Sthenius was silent again, and I could readily imagine the shame of it for such a proud man: his wife wailing, the household traumatized, the dusty outlines where the statues once stood. The only sound in the study was the tap of my stylus on wax.
Cicero said: “You did not complain?”
“Who to? The governor?” Sthenius laughed. “No, senator. I was alive, wasn’t I? If he had just left it at that, I would have swallowed my losses, and you would never have heard a squeak from me. But collecting can be a sickness, and I tell you what: your Governor Verres has it badly. You remember those statues in the town square?”
“Indeed I do. Three very fine bronzes. But you are surely not telling me he stole those as well?”
“He tried. This was on his third day under my roof. He asked me whose they were. I told him they were the property of the town and had been for centuries. You know they are four hundred years old? He said he would like permission to remove them to his residence in Syracuse, also as a loan, and asked me to approach the council. By then I knew what kind of a man he was, so I said I could not, in all honor, oblige him. He left that night. A few days after that, I received a summons for trial on the fifth day of October, on a charge of forgery.”
“Who brought the charge?”
“An enemy of mine named Agathinus. He is a client of Verres himself. My first thought was to face him down. I have nothing to fear as far as my honesty goes. I have never forged a document in my life. But then I heard the judge was to be Verres, and that he had already fixed on the punishment. I was to be whipped in front of the whole town for my insolence.”
“And so you fled?”
“That same night, I took a boat along the coast to Messana.”
Cicero rested his chin in his hand and contemplated Sthenius. I recognized that gesture. He was weighing up the witness. “You say the hearing was on the fifth of last month. Have you heard what happened?”

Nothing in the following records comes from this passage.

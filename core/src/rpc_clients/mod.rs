pub mod alchemy;
pub mod envelope;
pub mod transport;

pub use alchemy::AlchemyClient;
pub use transport::{HttpTransport, RpcTransport};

“That is why I am here. I was convicted in my absence, sentenced to be flogged-and fined five thousand. But there is worse than that. At the hearing, Verres claimed fresh evidence had been produced against me, this time of spying for the rebels in Spain. There is to be a new trial in Syracuse on the first day of December.”
“But spying is a capital offense.”
“Senator-believe me-he plans to have me crucified. He boasts of it openly. I would not be the first, either. I need help. Please. Will you help me?”
I thought he might be about to sink to his knees and start kissing the senator’s feet, and so, I suspect, did Cicero, for he quickly got up from his chair and started pacing about the room. “It seems to me there are two aspects to this case, Sthenius. One, the theft of your property-and there, frankly, I cannot see what is to be done. Why do you think men such as Verres desire to be governors in the first place? Because they know they can take what they want, within reason. The second aspect, the manipulation of the legal process-that is more promising.
“I know several men with great legal expertise who live in Sicily -one, indeed, in Syracuse. I shall write to him today and urge him, as a particular favor to me, to accept your case. I shall even give him my opinion as to what he should do. He should apply to the court to have the forthcoming prosecution declared invalid, on the grounds that you are not present to answer. If that fails, and Verres goes ahead, your advocate should come to Rome and argue that the conviction is unsound.”
But the Sicilian was shaking his head. “If it was just a lawyer in Syracuse I needed, senator, I would not have come all the way to Rome.”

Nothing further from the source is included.